La voie de la barbarie

L'une des conséquences de la guerre en Irak a été de montrer - une fois de plus - que l'opposition entre civilisation et barbarie n'a pas de sens. Les Etats-Unis semblent aussi capables de barbarie que quiconque, comme en témoignent les exactions de la prison d'Abou Ghraib. Souvent, les brutalités en Irak ne sont pas mentionnées : par exemple lorsque des chars américains déferlent sur des quartiers irakiens et tuent des dizaines d'innocents au nom de la lutte contre les " insurgés ". Mais personne n'a l'apanage de la barbarie, comme en atteste la sinistre décapitation d'un otage américain.

Toute société, dans certaines circonstances, est susceptible de sombrer dans la barbarie.
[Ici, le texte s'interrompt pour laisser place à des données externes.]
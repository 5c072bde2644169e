//! Instruction emitter for the TM target.
//!
//! The [`InstructionEmitter`] is an append-only buffer with two cursors:
//! the write cursor (`emit_loc`) and the frontier (`high_emit_loc`), the
//! highest address written or reserved so far. Forward jumps are emitted by
//! reserving slots, generating the code they jump over, then seeking back to
//! fill the slots in and resuming at the frontier.
//!
//! # Example
//!
//! ```
//! use snl_compiler::emit::InstructionEmitter;
//! use snl_core::tm::{Opcode, Register};
//!
//! let mut emitter = InstructionEmitter::new(true);
//! let slot = emitter.reserve(1);
//! emitter.emit_ro(Opcode::Out, Register::Ac, Register::Ac, Register::Ac, "skipped");
//! let end = emitter.current();
//!
//! emitter.seek(slot).unwrap();
//! emitter.emit_rm_abs(Opcode::Lda, Register::Pc, end, "jump over");
//! emitter.resume();
//!
//! emitter.emit_ro(Opcode::Halt, Register::Ac, Register::Ac, Register::Ac, "");
//! let program = emitter.finish().unwrap();
//! assert_eq!(program.len(), 3);
//! ```

use snl_core::InternalError;
use snl_core::tm::{Instruction, Opcode, Register, TmProgram};
use tracing::trace;

/// Emits TM instructions at dense addresses.
#[derive(Debug)]
pub struct InstructionEmitter {
    /// One slot per address up to the frontier; `None` until written.
    code: Vec<Option<Instruction>>,
    /// Trace comment per address.
    comments: Vec<Option<String>>,
    /// Standalone comment lines and the address they precede.
    notes: Vec<(usize, String)>,
    /// Write cursor.
    emit_loc: usize,
    /// Whether comments are recorded.
    trace: bool,
}

impl InstructionEmitter {
    /// Create an empty emitter. With `trace` off, comments are dropped.
    pub fn new(trace: bool) -> Self {
        Self {
            code: Vec::new(),
            comments: Vec::new(),
            notes: Vec::new(),
            emit_loc: 0,
            trace,
        }
    }

    /// The write cursor.
    pub fn current(&self) -> usize {
        self.emit_loc
    }

    /// One past the highest address written or reserved.
    pub fn frontier(&self) -> usize {
        self.code.len()
    }

    // ==========================================================================
    // Emission
    // ==========================================================================

    /// Emit a register-form instruction `op dst,src1,src2`.
    pub fn emit_ro(
        &mut self,
        op: Opcode,
        dst: Register,
        src1: Register,
        src2: Register,
        comment: &str,
    ) {
        self.write(Instruction::ro(op, dst, src1, src2), comment);
    }

    /// Emit an offset-form instruction `op reg,offset(base)`.
    pub fn emit_rm(&mut self, op: Opcode, reg: Register, offset: i64, base: Register, comment: &str) {
        self.write(Instruction::rm(op, reg, offset, base), comment);
    }

    /// Emit an offset-form instruction that reaches the absolute address
    /// `target` relative to `pc`.
    ///
    /// `pc` already points past this instruction when it executes, so the
    /// offset is `target - (emit_loc + 1)`.
    pub fn emit_rm_abs(&mut self, op: Opcode, reg: Register, target: usize, comment: &str) {
        let offset = target as i64 - (self.emit_loc as i64 + 1);
        self.emit_rm(op, reg, offset, Register::Pc, comment);
    }

    fn write(&mut self, instruction: Instruction, comment: &str) {
        let comment = (self.trace && !comment.is_empty()).then(|| comment.to_string());
        if self.emit_loc == self.code.len() {
            self.code.push(Some(instruction));
            self.comments.push(comment);
        } else {
            self.code[self.emit_loc] = Some(instruction);
            self.comments[self.emit_loc] = comment;
        }
        self.emit_loc += 1;
    }

    /// Attach a standalone comment line before the next instruction.
    pub fn comment(&mut self, text: impl Into<String>) {
        if self.trace {
            self.notes.push((self.emit_loc, text.into()));
        }
    }

    // ==========================================================================
    // Backpatching
    // ==========================================================================

    /// Skip `count` slots to be filled in later and return the first one.
    pub fn reserve(&mut self, count: usize) -> usize {
        let start = self.emit_loc;
        for _ in 0..count {
            if self.emit_loc == self.code.len() {
                self.code.push(None);
                self.comments.push(None);
            }
            self.emit_loc += 1;
        }
        start
    }

    /// Move the write cursor back to `address`.
    ///
    /// Seeking past the frontier is a compiler defect and is reported, never
    /// clamped.
    pub fn seek(&mut self, address: usize) -> Result<(), InternalError> {
        if address > self.frontier() {
            return Err(InternalError::PatchOutOfRange {
                address,
                frontier: self.frontier(),
            });
        }
        trace!(address, "backpatch");
        self.emit_loc = address;
        Ok(())
    }

    /// Move the write cursor back to the frontier.
    pub fn resume(&mut self) {
        self.emit_loc = self.frontier();
    }

    /// Hand over the finished program.
    ///
    /// Every reserved slot must have been filled.
    pub fn finish(mut self) -> Result<TmProgram, InternalError> {
        self.notes.sort_by_key(|(address, _)| *address);
        let code = self
            .code
            .into_iter()
            .enumerate()
            .map(|(address, slot)| slot.ok_or(InternalError::UnfilledSlot { address }))
            .collect::<Result<Vec<_>, _>>()?;
        Ok(TmProgram::new(code, self.comments, self.notes))
    }
}
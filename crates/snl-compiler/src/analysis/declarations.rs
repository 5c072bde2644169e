//! Type, variable and parameter declarations.

use snl_ast::{Ident, ParamMode, TypeSection, VarSection};
use snl_core::SemanticError;
use tracing::trace;

use crate::symbols::{AccessMode, SymbolKind, VarInfo};
use crate::types::TypeId;

use super::{Analyzer, Result};

impl Analyzer {
    /// Declare every type of a `type` section.
    pub(super) fn process_type_section(&mut self, section: &TypeSection<'_>) -> Result<()> {
        for decl in section.decls {
            let ty = self.build_type(&decl.ty)?;
            trace!(name = decl.name.name, ty = %self.types.describe(ty), "type");
            self.scopes.declare(
                &mut self.symbols,
                decl.name.name,
                SymbolKind::Type(ty),
                decl.name.span,
            )?;
        }
        Ok(())
    }

    /// Declare every variable of a `var` section.
    pub(super) fn process_var_section(&mut self, section: &VarSection<'_>) -> Result<()> {
        for decl in section.decls {
            let ty = self.build_type(&decl.ty)?;
            self.declare_variables(decl.names, ty, AccessMode::Direct)?;
        }
        Ok(())
    }

    /// Declare one parameter group.
    pub(super) fn declare_parameters(
        &mut self,
        names: &[Ident<'_>],
        mode: ParamMode,
        ty: TypeId,
    ) -> Result<()> {
        let access = match mode {
            ParamMode::Value => AccessMode::Direct,
            ParamMode::Reference => AccessMode::Indirect,
        };
        self.declare_variables(names, ty, access)
    }

    /// Declare names sharing one type, allocating their frame slots in order.
    ///
    /// An indirect variable occupies one word (the address); a direct one
    /// occupies the size of its type.
    fn declare_variables(
        &mut self,
        names: &[Ident<'_>],
        ty: TypeId,
        access: AccessMode,
    ) -> Result<()> {
        let words = match access {
            AccessMode::Direct => self.types.size(ty),
            AccessMode::Indirect => 1,
        };
        for name in names {
            let info = VarInfo {
                ty,
                access,
                level: self.scopes.level(),
                offset: self.scopes.offset(),
            };
            self.scopes.declare(
                &mut self.symbols,
                name.name,
                SymbolKind::Variable(info),
                name.span,
            )?;
            if self.scopes.allocate(words).is_none() {
                return Err(SemanticError::StorageOverflow { span: name.span }.into());
            }
            trace!(
                name = name.name,
                ty = %self.types.describe(ty),
                offset = info.offset,
                "variable"
            );
        }
        Ok(())
    }
}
Beaucoup d'historiens ont soutenu que la société allemande sous Hitler était exceptionnelle dans sa cruauté. C'est faux. L'Allemagne était déstabilisée par la défaite de la première guerre mondiale, la paix sévère de 1919, l'inflation galopante des années 20, et la Grande Dépression des années 30, mais sa barbarie n'avait rien d'unique. Au début du XXe siècle, l'Allemagne était même l'un des plus riches pays au monde, avec un niveau d'instruction enviable et des prouesses dans le domaine scientifique. Hannah Arendt voyait plus juste en parlant de la " banalité du mal " , et non de son caractère exceptionnel.

La chute d'un peuple vers la barbarie présente généralement deux caractéristiques : d'abord une tendance inexorable à diviser le monde entre " nous " et " les autres " , puis la réduction des " autres " à une sous-humanité. Ces divisions sont probablement apparues parce qu'elles permettent de renforcer la cohésion et la coopération dans un groupe, en exploitant la haine à l'égard de ceux qui n'en font pas partie.